▶ [Stored data entries]
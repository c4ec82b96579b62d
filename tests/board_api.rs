mod common;

use axum::http::StatusCode;

use common::helpers::{body_string, create_test_app, get};

#[tokio::test]
async fn home_lists_all_boards() {
    let (app, _db) = create_test_app().await;

    let response = get(&app, "/", None).await;
    assert_eq!(response.status(), StatusCode::OK);

    let body = body_string(response).await;
    assert!(body.contains("General"));
    assert!(body.contains("/boards/1"));
}

#[tokio::test]
async fn unknown_board_is_not_found() {
    let (app, _db) = create_test_app().await;

    let response = get(&app, "/boards/999", None).await;
    assert_eq!(response.status(), StatusCode::NOT_FOUND);
}

#[tokio::test]
async fn static_stylesheet_is_served() {
    let (app, _db) = create_test_app().await;

    let response = get(&app, "/static/style.css", None).await;
    assert_eq!(response.status(), StatusCode::OK);
    assert_eq!(response.headers()["content-type"], "text/css");
}
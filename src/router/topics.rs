use axum::{
    body::Body,
    extract::{Path, Query, State},
    http::Response,
    response::{IntoResponse, Redirect},
    Form,
};
use axum_sessions::extractors::WritableSession;
use chrono::Utc;
use serde::Deserialize;

use crate::{
    forms::{FieldErrors, NewTopicForm},
    pagination::{Pager, PAGE_SIZE},
    templates::{self, models::Flash},
};

use super::{
    auth::{AuthUser, MaybeUser},
    error, AppState,
};

#[derive(Deserialize)]
pub struct PageQuery {
    pub page: Option<usize>,
}

/// Topic listing of a board, most recently updated first, with the derived
/// reply count per topic.
pub async fn handle_topics(
    State(state): State<AppState>,
    Path(board_id): Path<i64>,
    Query(query): Query<PageQuery>,
    MaybeUser(user): MaybeUser,
) -> Result<impl IntoResponse, Response<Body>> {
    let Some(board) = state
        .db
        .get_board(board_id)
        .await
        .map_err(error::err_into_500)?
    else {
        return Err(error::http_404());
    };
    let total = state
        .db
        .count_topics(board.id)
        .await
        .map_err(error::err_into_500)?;
    let pager = Pager::new(query.page, total, PAGE_SIZE);
    let topics = state
        .db
        .topics_page(board.id, pager.offset, PAGE_SIZE)
        .await
        .map_err(error::err_into_500)?;
    Ok(templates::Topics {
        user: user.map(|u| u.name),
        board,
        topics,
        pager,
    })
}

pub async fn handle_new_topic_form(
    State(state): State<AppState>,
    Path(board_id): Path<i64>,
    AuthUser(user): AuthUser,
) -> Result<impl IntoResponse, Response<Body>> {
    let Some(board) = state
        .db
        .get_board(board_id)
        .await
        .map_err(error::err_into_500)?
    else {
        return Err(error::http_404());
    };
    Ok(templates::NewTopic {
        user: Some(user.name),
        board,
        form: NewTopicForm::default(),
        errors: FieldErrors::default(),
    })
}

/// Creates a topic together with its opening post and redirects to the new
/// topic's post listing. An invalid form redisplays with field errors and
/// writes nothing.
pub async fn handle_new_topic(
    State(state): State<AppState>,
    Path(board_id): Path<i64>,
    AuthUser(user): AuthUser,
    mut session: WritableSession,
    Form(form): Form<NewTopicForm>,
) -> Result<impl IntoResponse, Response<Body>> {
    let Some(board) = state
        .db
        .get_board(board_id)
        .await
        .map_err(error::err_into_500)?
    else {
        return Err(error::http_404());
    };
    match form.validate() {
        Ok(data) => {
            let topic_id = state
                .db
                .create_topic(
                    board.id,
                    user.name,
                    data.title,
                    data.message,
                    Utc::now().timestamp(),
                )
                .await
                .map_err(error::err_into_500)?;
            session
                .insert("flash", Flash::Success("Topic created".into()))
                .unwrap();
            Ok(Redirect::to(&format!("/boards/{}/topics/{topic_id}", board.id)).into_response())
        }
        Err(errors) => Ok(templates::NewTopic {
            user: Some(user.name),
            board,
            form,
            errors,
        }
        .into_response()),
    }
}
use std::sync::Arc;

use axum::{
    routing::{get, post},
    Router,
};
use axum_sessions::{
    async_session::{
        base64::{self, URL_SAFE_NO_PAD},
        MemoryStore,
    },
    SessionLayer,
};
use color_eyre::Result;

use crate::{config::Config, database::ExecutorConnection};

mod auth;
mod boards;
mod error;
mod posts;
mod static_files;
mod topics;

#[derive(Clone)]
pub struct AppState {
    db: ExecutorConnection,
    cfg: Arc<Config>,
}

pub async fn build(db: ExecutorConnection, cfg: Arc<Config>, store: MemoryStore) -> Result<Router> {
    let secret = base64::decode_config(&cfg.cookie_secret, URL_SAFE_NO_PAD)?;
    let router = Router::new()
        .route("/", get(boards::handle_home))
        .route("/login", get(auth::handle_loginpage).post(auth::handle_login))
        .route("/logout", post(auth::handle_logout))
        .route("/boards/:board", get(topics::handle_topics))
        .route(
            "/boards/:board/new",
            get(topics::handle_new_topic_form).post(topics::handle_new_topic),
        )
        .route(
            "/boards/:board/topics/:topic",
            get(posts::handle_topic_posts),
        )
        .route(
            "/boards/:board/topics/:topic/all",
            get(posts::handle_topic_posts_all),
        )
        .route(
            "/boards/:board/topics/:topic/reply",
            get(posts::handle_reply_form).post(posts::handle_reply),
        )
        .route(
            "/posts/:post/edit",
            get(posts::handle_edit_form).post(posts::handle_edit),
        )
        .route("/static/*file", get(static_files::static_handler))
        .fallback_service(get(|| async { error::http_404() }))
        .layer(SessionLayer::new(store, &secret))
        .with_state(AppState { db, cfg });
    Ok(router)
}
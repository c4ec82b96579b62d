use axum::{
    async_trait,
    extract::{FromRequestParts, State},
    http::request::Parts,
    response::{IntoResponse, Redirect},
    Form,
};
use axum_sessions::extractors::{ReadableSession, WritableSession};
use serde::{Deserialize, Serialize};

use crate::templates::{self, models::Flash};

use super::AppState;

/// The account stored in the session after a successful login.
#[derive(Debug, Clone, Serialize, Deserialize)]
pub struct SessionUser {
    pub name: String,
    pub email: String,
}

/// Extractor for handlers that require a login. Anonymous requests are
/// redirected to the login page instead of reaching the handler.
pub struct AuthUser(pub SessionUser);

#[async_trait]
impl<S> FromRequestParts<S> for AuthUser
where
    S: Send + Sync,
{
    type Rejection = Redirect;

    async fn from_request_parts(parts: &mut Parts, state: &S) -> Result<Self, Self::Rejection> {
        let session = ReadableSession::from_request_parts(parts, state)
            .await
            .map_err(|_| Redirect::to("/login"))?;
        session
            .get::<SessionUser>("user")
            .map(AuthUser)
            .ok_or_else(|| Redirect::to("/login"))
    }
}

/// Like [`AuthUser`] but for pages that only display the login state.
pub struct MaybeUser(pub Option<SessionUser>);

#[async_trait]
impl<S> FromRequestParts<S> for MaybeUser
where
    S: Send + Sync,
{
    type Rejection = std::convert::Infallible;

    async fn from_request_parts(parts: &mut Parts, state: &S) -> Result<Self, Self::Rejection> {
        let session = ReadableSession::from_request_parts(parts, state).await?;
        Ok(Self(session.get::<SessionUser>("user")))
    }
}

pub async fn handle_loginpage(session: ReadableSession) -> impl IntoResponse {
    if session.get::<SessionUser>("user").is_some() {
        Err(Redirect::to("/"))
    } else {
        Ok(templates::Login::default())
    }
}

#[derive(Deserialize)]
pub struct LoginForm {
    user: String,
    pass: String,
}

pub async fn handle_login(
    State(state): State<AppState>,
    mut session: WritableSession,
    Form(login_form): Form<LoginForm>,
) -> impl IntoResponse {
    let Some(account) = state.cfg.account(&login_form.user) else {
        return templates::Login {
            flash: Flash::Error("Invalid login".into()),
            ..Default::default()
        }
        .into_response();
    };
    if account.password != login_form.pass {
        return templates::Login {
            flash: Flash::Error("Invalid password".into()),
            ..Default::default()
        }
        .into_response();
    }
    session
        .insert(
            "user",
            SessionUser {
                name: account.name.clone(),
                email: account.email.clone(),
            },
        )
        .unwrap();
    Redirect::to("/").into_response()
}

pub async fn handle_logout(mut session: WritableSession) -> impl IntoResponse {
    session.destroy();
    Redirect::to("/")
}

▶ [INSTRUCTIONS FOR THE TASK] Nothing but a number belongs in the answer: the number of lines above that contain "common".

▶ [COMPLETED EXERCISE] 2